* **EXERCISE DATA**
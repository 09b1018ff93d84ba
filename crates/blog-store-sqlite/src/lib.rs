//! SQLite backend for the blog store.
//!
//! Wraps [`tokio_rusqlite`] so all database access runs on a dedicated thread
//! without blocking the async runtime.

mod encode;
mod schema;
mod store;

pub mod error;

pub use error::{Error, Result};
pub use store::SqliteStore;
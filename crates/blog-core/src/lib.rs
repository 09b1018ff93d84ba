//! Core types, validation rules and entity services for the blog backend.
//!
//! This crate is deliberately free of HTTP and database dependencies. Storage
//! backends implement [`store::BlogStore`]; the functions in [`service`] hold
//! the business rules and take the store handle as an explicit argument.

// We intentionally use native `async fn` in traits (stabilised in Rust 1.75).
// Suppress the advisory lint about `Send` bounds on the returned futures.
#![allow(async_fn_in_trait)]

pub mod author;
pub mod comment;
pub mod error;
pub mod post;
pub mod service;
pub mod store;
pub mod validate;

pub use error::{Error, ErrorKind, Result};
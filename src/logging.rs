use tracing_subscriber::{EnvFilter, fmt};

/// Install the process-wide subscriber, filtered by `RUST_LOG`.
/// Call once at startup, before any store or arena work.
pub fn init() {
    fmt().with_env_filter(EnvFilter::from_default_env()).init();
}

...

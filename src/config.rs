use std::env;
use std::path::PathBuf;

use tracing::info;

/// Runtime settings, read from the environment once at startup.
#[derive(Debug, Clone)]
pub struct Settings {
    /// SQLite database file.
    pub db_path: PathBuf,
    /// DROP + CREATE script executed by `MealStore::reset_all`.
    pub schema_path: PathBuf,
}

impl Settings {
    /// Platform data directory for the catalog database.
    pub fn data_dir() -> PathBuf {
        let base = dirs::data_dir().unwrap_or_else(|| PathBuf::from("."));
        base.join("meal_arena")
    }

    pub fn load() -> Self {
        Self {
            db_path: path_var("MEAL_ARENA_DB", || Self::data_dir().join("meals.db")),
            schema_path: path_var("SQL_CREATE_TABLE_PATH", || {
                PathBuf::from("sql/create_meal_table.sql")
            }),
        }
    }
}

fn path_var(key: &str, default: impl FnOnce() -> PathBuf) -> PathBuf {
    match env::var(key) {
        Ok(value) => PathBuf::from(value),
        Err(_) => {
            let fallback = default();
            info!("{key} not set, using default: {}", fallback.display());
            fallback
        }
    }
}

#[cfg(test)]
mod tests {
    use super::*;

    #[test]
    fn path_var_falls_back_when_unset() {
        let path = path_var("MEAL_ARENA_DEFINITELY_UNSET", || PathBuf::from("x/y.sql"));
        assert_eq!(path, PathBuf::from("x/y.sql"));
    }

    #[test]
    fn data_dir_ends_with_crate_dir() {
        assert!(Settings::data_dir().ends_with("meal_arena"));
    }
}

* **YOUR ASSIGNMENT**
Look back at the data above. Transcribe exactly the lines starting at the line that contains "filename crates/blog-store-sqlite/src/lib.rs" and ending at the line that contains "filename crates/blog-core/src/lib.rs".

* **FINAL ANSWER**
filename crates/blog-store-sqlite/src/lib.rs
//! SQLite backend for the blog store.
//!
//! Wraps [`tokio_rusqlite`] so all database access runs on a dedicated thread
//! without blocking the async runtime.

mod encode;
mod schema;
mod store;

pub mod error;

pub use error::{Error, Result};
pub use store::SqliteStore;
filename crates/blog-core/src/lib.rs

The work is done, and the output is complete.